____ DATA RECORDS
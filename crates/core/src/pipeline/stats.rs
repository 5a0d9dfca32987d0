//! Population statistics over `f64` series.

pub fn mean(values: &[f64]) -> Option<f64> {
    if values.is_empty() {
        return None;
    }
    Some(values.iter().sum::<f64>() / values.len() as f64)
}

/// Population variance (n denominator).
pub fn variance(values: &[f64]) -> Option<f64> {
    let mean_val = mean(values)?;
    let sum_sq: f64 = values.iter().map(|v| (v - mean_val).powi(2)).sum();
    Some(sum_sq / values.len() as f64)
}

pub fn std_dev(values: &[f64]) -> Option<f64> {
    variance(values).map(|v| v.sqrt())
}

pub fn covariance(x: &[f64], y: &[f64]) -> Option<f64> {
    if x.len() != y.len() || x.len() < 2 {
        return None;
    }

    let mean_x = mean(x)?;
    let mean_y = mean(y)?;

    let sum: f64 = x
        .iter()
        .zip(y.iter())
        .map(|(xi, yi)| (xi - mean_x) * (yi - mean_y))
        .sum();

    Some(sum / x.len() as f64)
}

/// Pearson correlation coefficient. `None` when either series has zero
/// variance or the result is not finite.
pub fn pearson(x: &[f64], y: &[f64]) -> Option<f64> {
    let cov = covariance(x, y)?;
    let std_x = std_dev(x)?;
    let std_y = std_dev(y)?;

    if std_x == 0.0 || std_y == 0.0 {
        return None;
    }

    let r = cov / (std_x * std_y);
    r.is_finite().then(|| r.clamp(-1.0, 1.0))
}

#[cfg(test)]
mod tests {
    use super::*;

    #[test]
    fn mean_of_empty_is_none() {
        assert_eq!(mean(&[]), None);
        assert_eq!(mean(&[2.0, 4.0]), Some(3.0));
    }

    #[test]
    fn std_dev_is_population() {
        let values = [2.0, 4.0, 4.0, 4.0, 5.0, 5.0, 7.0, 9.0];
        assert!((std_dev(&values).unwrap() - 2.0).abs() < 1e-12);
        assert_eq!(std_dev(&[5.0]), Some(0.0));
    }

    #[test]
    fn pearson_detects_perfect_relationships() {
        let x = [1.0, 2.0, 3.0, 4.0, 5.0];
        let up = [2.0, 4.0, 6.0, 8.0, 10.0];
        let down = [10.0, 8.0, 6.0, 4.0, 2.0];
        assert!((pearson(&x, &up).unwrap() - 1.0).abs() < 1e-9);
        assert!((pearson(&x, &down).unwrap() + 1.0).abs() < 1e-9);
    }

    #[test]
    fn pearson_undefined_for_constant_series() {
        assert_eq!(pearson(&[1.0, 1.0, 1.0], &[1.0, 2.0, 3.0]), None);
        assert_eq!(pearson(&[1.0], &[1.0]), None);
        assert_eq!(pearson(&[1.0, 2.0], &[1.0]), None);
    }
}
________
→ WHAT YOU ARE ASKED TO DO:
Where a line of the entries above holds the word "unwrap", return that line.

→ PROBLEM SOLUTION:
        assert!((std_dev(&values).unwrap() - 2.0).abs() < 1e-12);
        assert!((pearson(&x, &up).unwrap() - 1.0).abs() < 1e-9);
        assert!((pearson(&x, &down).unwrap() + 1.0).abs() < 1e-9);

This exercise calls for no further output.